"Is Anybody There?" Highlights Friendship Between Young and Old, but Misses on Dementia Aspect
My friend, Mara, and I recently met to see Michael Caine’s new movie, “Is Anybody There?” Caine plays Clarence, a former magician who grumpily moves into a retirement home of sorts—it’s house run by a couple that apparently need the money. He ends up befriending the owners’ young son Edward, who is obsessed with death. The story follows the evolution of the pair’s friendship; toward the end of the movie, the friends have to face Clarence’s mental and eventual physical decline due to dementia.
“I loved playing him. He’s lonely, like many old people, but he never gives in. He regains his life with the boy. He has a raison d’être, as the French say,” Caine explained in an interview published in the May and June 2009 issue of AARP. In another interview with moviesonline.com, Caine noted that he had a personal understanding of Clarence’s battle with dementia. “… I was technically perfect, because my best friend just died of it (Alzheimer’s disease),” Caine said. “And so I knew, I’d just spent five years with it, Doug Hayward, my tailor, who was also my best friend, and so I knew exactly about Alzheimer’s and what happens and the confusion and stuff.”

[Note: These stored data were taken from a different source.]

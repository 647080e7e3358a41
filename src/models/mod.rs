//! Response models for the node's JSON endpoints
//!
//! The peer protocol itself carries raw bytes; these DTOs only back the
//! front-end and operational routes.

pub mod responses;

// Re-export commonly used types
pub use responses::{
    CacheStatsResponse, GroupStatsResponse, HealthResponse, StatsResponse, ValueResponse,
};
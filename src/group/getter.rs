//! Getter Module
//!
//! The loader capability a group calls on a local miss.

use async_trait::async_trait;

// == Getter ==
/// Loads the value for a key from the source of truth (a database, a file,
/// another service).
#[async_trait]
pub trait Getter: Send + Sync {
    async fn get(&self, key: &str) -> anyhow::Result<Vec<u8>>;
}

// == Getter Fn ==
/// Adapts a plain synchronous closure into a [`Getter`].
///
/// ```
/// use distcache::group::GetterFn;
///
/// let getter = GetterFn::new(|key| Ok(key.as_bytes().to_vec()));
/// # let _ = getter;
/// ```
pub struct GetterFn<F>(pub F);

impl<F> GetterFn<F>
where
    F: Fn(&str) -> anyhow::Result<Vec<u8>> + Send + Sync,
{
    pub fn new(func: F) -> Self {
        Self(func)
    }
}

#[async_trait]
impl<F> Getter for GetterFn<F>
where
    F: Fn(&str) -> anyhow::Result<Vec<u8>> + Send + Sync,
{
    async fn get(&self, key: &str) -> anyhow::Result<Vec<u8>> {
        (self.0)(key)
    }
}
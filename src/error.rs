//! Error types for the distributed cache
//!
//! Provides unified error handling using thiserror.

use axum::{
    http::StatusCode,
    response::{IntoResponse, Response},
    Json,
};
use serde_json::json;
use thiserror::Error;

// == Cache Error Enum ==
/// Unified error type for the distributed cache.
///
/// `Clone` so that one coalesced load result can be handed to every waiter.
#[derive(Error, Debug, Clone, PartialEq, Eq)]
pub enum CacheError {
    /// Empty key passed to a lookup
    #[error("key is required")]
    InvalidKey,

    /// The local loader failed; carries the loader's message verbatim
    #[error("{0}")]
    Loader(String),

    /// A remote peer could not be reached or answered with a failure status
    #[error("peer request failed: {0}")]
    PeerTransport(String),

    /// No group is registered under the requested name
    #[error("no such group: {0}")]
    GroupNotFound(String),

    /// Malformed inbound request
    #[error("bad request: {0}")]
    BadRequest(String),

    /// Programmer or operator error detected during setup
    #[error("configuration error: {0}")]
    Config(String),

    /// Internal error
    #[error("internal error: {0}")]
    Internal(String),
}

impl CacheError {
    /// Returns true for errors that must abort start-up instead of being retried.
    pub fn is_fatal(&self) -> bool {
        matches!(self, CacheError::Config(_))
    }

    /// Status code used when this error reaches an HTTP client.
    pub fn status_code(&self) -> StatusCode {
        match self {
            CacheError::InvalidKey | CacheError::BadRequest(_) => StatusCode::BAD_REQUEST,
            CacheError::GroupNotFound(_) => StatusCode::NOT_FOUND,
            CacheError::PeerTransport(_) => StatusCode::BAD_GATEWAY,
            CacheError::Loader(_) | CacheError::Config(_) | CacheError::Internal(_) => {
                StatusCode::INTERNAL_SERVER_ERROR
            }
        }
    }
}

// == IntoResponse Implementation ==
impl IntoResponse for CacheError {
    fn into_response(self) -> Response {
        let body = Json(json!({
            "error": self.to_string()
        }));

        (self.status_code(), body).into_response()
    }
}

// == Result Type Alias ==
/// Convenience Result type for the distributed cache.
pub type Result<T> = std::result::Result<T, CacheError>;
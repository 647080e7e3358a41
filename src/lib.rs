//! distcache - A distributed in-memory lookup cache
//!
//! Every node keeps a byte-bounded LRU store per group. On a miss the key's
//! owner is found on a consistent hash ring and asked over HTTP; keys the
//! node owns itself, or that a peer fails to serve, are loaded locally.
//! Concurrent misses for the same key share a single load.

pub mod api;
pub mod cache;
pub mod config;
pub mod error;
pub mod flight;
pub mod group;
pub mod models;
pub mod peers;
pub mod ring;

pub use api::{create_router, AppState};
pub use cache::ByteView;
pub use config::Config;
pub use error::{CacheError, Result};
pub use group::{Getter, GetterFn, Group, GroupRegistry};
pub use peers::{HttpPool, PeerGetter, PeerPicker, PoolOptions};
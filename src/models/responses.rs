//! Response DTOs for the node's JSON endpoints
//!
//! Defines the structure of outgoing HTTP response bodies.

use serde::Serialize;

use crate::cache::{ByteView, CacheStats};
use crate::group::{Group, GroupStatsSnapshot};

/// Response body for a front-end lookup (GET /api/:group/:key)
#[derive(Debug, Clone, Serialize)]
pub struct ValueResponse {
    /// The group that served the lookup
    pub group: String,
    /// The requested key
    pub key: String,
    /// The value, decoded as UTF-8 with invalid sequences replaced
    pub value: String,
    /// Length of the raw value in bytes
    pub size: usize,
}

impl ValueResponse {
    /// Creates a new ValueResponse
    pub fn new(group: impl Into<String>, key: impl Into<String>, value: &ByteView) -> Self {
        Self {
            group: group.into(),
            key: key.into(),
            value: value.to_string_lossy(),
            size: value.len(),
        }
    }
}

/// Local store figures of one group
#[derive(Debug, Clone, Serialize)]
pub struct CacheStatsResponse {
    pub entries: usize,
    pub used_bytes: usize,
    pub max_bytes: usize,
    pub hits: u64,
    pub misses: u64,
    pub evictions: u64,
    /// Hit rate (hits / (hits + misses))
    pub hit_rate: f64,
}

impl From<CacheStats> for CacheStatsResponse {
    fn from(stats: CacheStats) -> Self {
        Self {
            hit_rate: stats.hit_rate(),
            entries: stats.total_entries,
            used_bytes: stats.used_bytes,
            max_bytes: stats.max_bytes,
            hits: stats.hits,
            misses: stats.misses,
            evictions: stats.evictions,
        }
    }
}

/// Statistics of one group
#[derive(Debug, Clone, Serialize)]
pub struct GroupStatsResponse {
    pub name: String,
    #[serde(flatten)]
    pub counters: GroupStatsSnapshot,
    pub cache: CacheStatsResponse,
}

impl GroupStatsResponse {
    pub fn from_group(group: &Group) -> Self {
        Self {
            name: group.name().to_string(),
            counters: group.stats(),
            cache: group.cache_stats().into(),
        }
    }
}

/// Response body for the stats endpoint (GET /stats)
#[derive(Debug, Clone, Serialize)]
pub struct StatsResponse {
    pub groups: Vec<GroupStatsResponse>,
}

/// Response body for the health endpoint (GET /health)
#[derive(Debug, Clone, Serialize)]
pub struct HealthResponse {
    /// Health status (e.g., "healthy")
    pub status: String,
    /// Current timestamp in ISO 8601 format
    pub timestamp: String,
}

impl HealthResponse {
    /// Creates a new HealthResponse with current timestamp
    pub fn healthy() -> Self {
        Self {
            status: "healthy".to_string(),
            timestamp: chrono::Utc::now().to_rfc3339(),
        }
    }
}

“Is Anybody There?” does a great job depicting Edward’s wonderment (and puzzlement) about what happens when someone dies. You also see Clarence battle the idea that he needs to live in a retirement home. However, I was a little lost as to why he had to move into the retirement community in the first place. We don’t meet any of the people in his life or understand the circumstances that have led him to where he finds himself. Later in the movie, Edward’s father commented that Clarence was placed in the home due to senility, but at that point, the film had shown very few scenes in which Clarence’s behavior indicates that he is having memory problems.
I also think more description was needed of Clarence’s decline into dementia and that it needs to be portrayed sooner. A brief forgetting about refilling a prescription gives you a minor clue as does an early emotional breakdown and Clarence’s erratic driving. Then there’s an issue with a magic trick that Clarence is performing for Edward’s birthday party. But it isn’t until late in the film when Edward decides to take Clarence on a field trip to visit his wife’s grave that you see the heartbreaking face of dementia. It’s at this point Clarence exhibits classic symptoms often seen in those with Alzheimer’s. I wish that the director had shown more of the effect that Clarence’s decline into dementia had on his friendship with Edward.
Yet I do believe the movie did achieve one of Caine’s goals. When asked what he wanted audiences to experience from watching the movie, Caine replied, “I would like them to take away a moving experience about life that they didn’t quite have before about the relationships between children and adults and youngsters and the aging. It goes both ways, you see how an older person can help someone young and bring them around, and you see how a younger person should treat an older person. So I think that understanding between the two ages is very important in this picture.”